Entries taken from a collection
-=-=-
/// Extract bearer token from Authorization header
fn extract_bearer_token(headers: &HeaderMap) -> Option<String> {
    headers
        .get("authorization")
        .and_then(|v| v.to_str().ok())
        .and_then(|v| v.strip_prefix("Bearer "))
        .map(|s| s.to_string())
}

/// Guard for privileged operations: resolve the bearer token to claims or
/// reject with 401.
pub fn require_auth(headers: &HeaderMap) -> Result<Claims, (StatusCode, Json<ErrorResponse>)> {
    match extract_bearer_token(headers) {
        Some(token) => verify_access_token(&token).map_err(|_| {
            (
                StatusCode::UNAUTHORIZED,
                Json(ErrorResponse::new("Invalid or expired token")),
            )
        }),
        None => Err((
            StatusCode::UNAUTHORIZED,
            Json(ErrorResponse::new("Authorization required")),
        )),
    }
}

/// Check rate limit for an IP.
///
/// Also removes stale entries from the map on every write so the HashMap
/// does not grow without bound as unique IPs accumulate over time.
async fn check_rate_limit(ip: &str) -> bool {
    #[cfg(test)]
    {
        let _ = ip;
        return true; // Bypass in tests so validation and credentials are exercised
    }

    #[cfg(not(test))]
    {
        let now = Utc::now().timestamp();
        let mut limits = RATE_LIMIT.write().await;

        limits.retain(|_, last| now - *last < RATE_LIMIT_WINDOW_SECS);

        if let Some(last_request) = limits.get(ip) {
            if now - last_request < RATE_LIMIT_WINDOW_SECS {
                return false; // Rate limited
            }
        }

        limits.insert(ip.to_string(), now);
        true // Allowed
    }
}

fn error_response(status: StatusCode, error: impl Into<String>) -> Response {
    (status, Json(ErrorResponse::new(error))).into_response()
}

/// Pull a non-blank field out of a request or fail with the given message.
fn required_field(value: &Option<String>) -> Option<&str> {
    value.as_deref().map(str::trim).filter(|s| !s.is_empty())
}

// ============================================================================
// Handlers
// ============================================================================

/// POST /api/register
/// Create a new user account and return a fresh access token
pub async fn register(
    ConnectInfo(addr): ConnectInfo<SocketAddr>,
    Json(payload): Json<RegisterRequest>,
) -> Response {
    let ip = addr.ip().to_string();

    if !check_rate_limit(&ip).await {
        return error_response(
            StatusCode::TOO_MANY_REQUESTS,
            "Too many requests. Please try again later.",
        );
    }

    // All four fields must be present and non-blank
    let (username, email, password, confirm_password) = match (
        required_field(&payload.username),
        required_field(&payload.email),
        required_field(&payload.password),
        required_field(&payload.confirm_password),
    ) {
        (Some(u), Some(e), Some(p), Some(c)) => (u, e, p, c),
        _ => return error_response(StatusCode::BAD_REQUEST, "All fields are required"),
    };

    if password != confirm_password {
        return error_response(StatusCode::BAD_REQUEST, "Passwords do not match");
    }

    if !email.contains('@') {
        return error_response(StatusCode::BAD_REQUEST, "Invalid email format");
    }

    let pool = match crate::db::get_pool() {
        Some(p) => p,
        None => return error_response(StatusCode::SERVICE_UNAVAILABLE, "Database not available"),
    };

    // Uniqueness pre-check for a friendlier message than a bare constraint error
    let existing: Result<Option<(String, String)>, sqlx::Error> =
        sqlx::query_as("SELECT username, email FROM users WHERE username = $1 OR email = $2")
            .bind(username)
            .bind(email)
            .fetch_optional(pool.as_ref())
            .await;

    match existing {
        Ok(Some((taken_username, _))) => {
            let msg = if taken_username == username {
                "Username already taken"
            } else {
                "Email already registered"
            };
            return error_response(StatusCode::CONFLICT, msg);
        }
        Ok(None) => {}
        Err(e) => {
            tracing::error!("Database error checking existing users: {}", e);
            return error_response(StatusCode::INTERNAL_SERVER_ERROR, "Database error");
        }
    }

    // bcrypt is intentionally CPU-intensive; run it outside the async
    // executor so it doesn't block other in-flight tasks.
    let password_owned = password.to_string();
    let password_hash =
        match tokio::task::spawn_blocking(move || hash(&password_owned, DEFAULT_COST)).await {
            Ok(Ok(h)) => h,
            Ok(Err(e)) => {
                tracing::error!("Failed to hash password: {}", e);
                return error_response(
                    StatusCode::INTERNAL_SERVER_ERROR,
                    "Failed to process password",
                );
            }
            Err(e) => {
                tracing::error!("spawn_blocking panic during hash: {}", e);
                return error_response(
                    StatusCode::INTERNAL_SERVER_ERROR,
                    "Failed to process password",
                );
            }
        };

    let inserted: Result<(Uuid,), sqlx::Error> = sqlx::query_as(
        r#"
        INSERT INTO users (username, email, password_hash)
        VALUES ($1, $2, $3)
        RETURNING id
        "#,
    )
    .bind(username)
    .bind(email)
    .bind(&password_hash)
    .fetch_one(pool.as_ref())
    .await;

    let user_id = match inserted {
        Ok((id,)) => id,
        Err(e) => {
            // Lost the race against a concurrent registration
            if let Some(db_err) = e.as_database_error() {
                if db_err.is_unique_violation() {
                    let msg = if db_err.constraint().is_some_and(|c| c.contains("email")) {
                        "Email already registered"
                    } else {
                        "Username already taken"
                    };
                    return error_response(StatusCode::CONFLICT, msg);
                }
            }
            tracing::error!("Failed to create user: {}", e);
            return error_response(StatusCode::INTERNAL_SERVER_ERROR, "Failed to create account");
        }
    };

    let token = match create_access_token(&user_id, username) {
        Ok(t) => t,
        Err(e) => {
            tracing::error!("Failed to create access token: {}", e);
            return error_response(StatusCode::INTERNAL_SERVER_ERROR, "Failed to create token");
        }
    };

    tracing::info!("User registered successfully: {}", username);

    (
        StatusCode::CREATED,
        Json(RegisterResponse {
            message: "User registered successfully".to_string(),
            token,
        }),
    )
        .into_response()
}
-=-=-
# WHAT IS NEEDED
A complete and exact repetition of the entries is required.

# TASK OUTPUT
/// Extract bearer token from Authorization header
fn extract_bearer_token(headers: &HeaderMap) -> Option<String> {
    headers
        .get("authorization")
        .and_then(|v| v.to_str().ok())
        .and_then(|v| v.strip_prefix("Bearer "))
        .map(|s| s.to_string())
}

/// Guard for privileged operations: resolve the bearer token to claims or
/// reject with 401.
pub fn require_auth(headers: &HeaderMap) -> Result<Claims, (StatusCode, Json<ErrorResponse>)> {
    match extract_bearer_token(headers) {
        Some(token) => verify_access_token(&token).map_err(|_| {
            (
                StatusCode::UNAUTHORIZED,
                Json(ErrorResponse::new("Invalid or expired token")),
            )
        }),
        None => Err((
            StatusCode::UNAUTHORIZED,
            Json(ErrorResponse::new("Authorization required")),
        )),
    }
}

/// Check rate limit for an IP.
///
/// Also removes stale entries from the map on every write so the HashMap
/// does not grow without bound as unique IPs accumulate over time.
async fn check_rate_limit(ip: &str) -> bool {
    #[cfg(test)]
    {
        let _ = ip;
        return true; // Bypass in tests so validation and credentials are exercised
    }

    #[cfg(not(test))]
    {
        let now = Utc::now().timestamp();
        let mut limits = RATE_LIMIT.write().await;

        limits.retain(|_, last| now - *last < RATE_LIMIT_WINDOW_SECS);

        if let Some(last_request) = limits.get(ip) {
            if now - last_request < RATE_LIMIT_WINDOW_SECS {
                return false; // Rate limited
            }
        }

        limits.insert(ip.to_string(), now);
        true // Allowed
    }
}

fn error_response(status: StatusCode, error: impl Into<String>) -> Response {
    (status, Json(ErrorResponse::new(error))).into_response()
}

/// Pull a non-blank field out of a request or fail with the given message.
fn required_field(value: &Option<String>) -> Option<&str> {
    value.as_deref().map(str::trim).filter(|s| !s.is_empty())
}

// ============================================================================
// Handlers
// ============================================================================

/// POST /api/register
/// Create a new user account and return a fresh access token
pub async fn register(
    ConnectInfo(addr): ConnectInfo<SocketAddr>,
    Json(payload): Json<RegisterRequest>,
) -> Response {
    let ip = addr.ip().to_string();

    if !check_rate_limit(&ip).await {
        return error_response(
            StatusCode::TOO_MANY_REQUESTS,
            "Too many requests. Please try again later.",
        );
    }

    // All four fields must be present and non-blank
    let (username, email, password, confirm_password) = match (
        required_field(&payload.username),
        required_field(&payload.email),
        required_field(&payload.password),
        required_field(&payload.confirm_password),
    ) {
        (Some(u), Some(e), Some(p), Some(c)) => (u, e, p, c),
        _ => return error_response(StatusCode::BAD_REQUEST, "All fields are required"),
    };

    if password != confirm_password {
        return error_response(StatusCode::BAD_REQUEST, "Passwords do not match");
    }

    if !email.contains('@') {
        return error_response(StatusCode::BAD_REQUEST, "Invalid email format");
    }

    let pool = match crate::db::get_pool() {
        Some(p) => p,
        None => return error_response(StatusCode::SERVICE_UNAVAILABLE, "Database not available"),
    };

    // Uniqueness pre-check for a friendlier message than a bare constraint error
    let existing: Result<Option<(String, String)>, sqlx::Error> =
        sqlx::query_as("SELECT username, email FROM users WHERE username = $1 OR email = $2")
            .bind(username)
            .bind(email)
            .fetch_optional(pool.as_ref())
            .await;

    match existing {
        Ok(Some((taken_username, _))) => {
            let msg = if taken_username == username {
                "Username already taken"
            } else {
                "Email already registered"
            };
            return error_response(StatusCode::CONFLICT, msg);
        }
        Ok(None) => {}
        Err(e) => {
            tracing::error!("Database error checking existing users: {}", e);
            return error_response(StatusCode::INTERNAL_SERVER_ERROR, "Database error");
        }
    }

    // bcrypt is intentionally CPU-intensive; run it outside the async
    // executor so it doesn't block other in-flight tasks.
    let password_owned = password.to_string();
    let password_hash =
        match tokio::task::spawn_blocking(move || hash(&password_owned, DEFAULT_COST)).await {
            Ok(Ok(h)) => h,
            Ok(Err(e)) => {
                tracing::error!("Failed to hash password: {}", e);
                return error_response(
                    StatusCode::INTERNAL_SERVER_ERROR,
                    "Failed to process password",
                );
            }
            Err(e) => {
                tracing::error!("spawn_blocking panic during hash: {}", e);
                return error_response(
                    StatusCode::INTERNAL_SERVER_ERROR,
                    "Failed to process password",
                );
            }
        };

    let inserted: Result<(Uuid,), sqlx::Error> = sqlx::query_as(
        r#"
        INSERT INTO users (username, email, password_hash)
        VALUES ($1, $2, $3)
        RETURNING id
        "#,
    )
    .bind(username)
    .bind(email)
    .bind(&password_hash)
    .fetch_one(pool.as_ref())
    .await;

    let user_id = match inserted {
        Ok((id,)) => id,
        Err(e) => {
            // Lost the race against a concurrent registration
            if let Some(db_err) = e.as_database_error() {
                if db_err.is_unique_violation() {
                    let msg = if db_err.constraint().is_some_and(|c| c.contains("email")) {
                        "Email already registered"
                    } else {
                        "Username already taken"
                    };
                    return error_response(StatusCode::CONFLICT, msg);
                }
            }
            tracing::error!("Failed to create user: {}", e);
            return error_response(StatusCode::INTERNAL_SERVER_ERROR, "Failed to create account");
        }
    };

    let token = match create_access_token(&user_id, username) {
        Ok(t) => t,
        Err(e) => {
            tracing::error!("Failed to create access token: {}", e);
            return error_response(StatusCode::INTERNAL_SERVER_ERROR, "Failed to create token");
        }
    };

    tracing::info!("User registered successfully: {}", username);

    (
        StatusCode::CREATED,
        Json(RegisterResponse {
            message: "User registered successfully".to_string(),
            token,
        }),
    )
        .into_response()
}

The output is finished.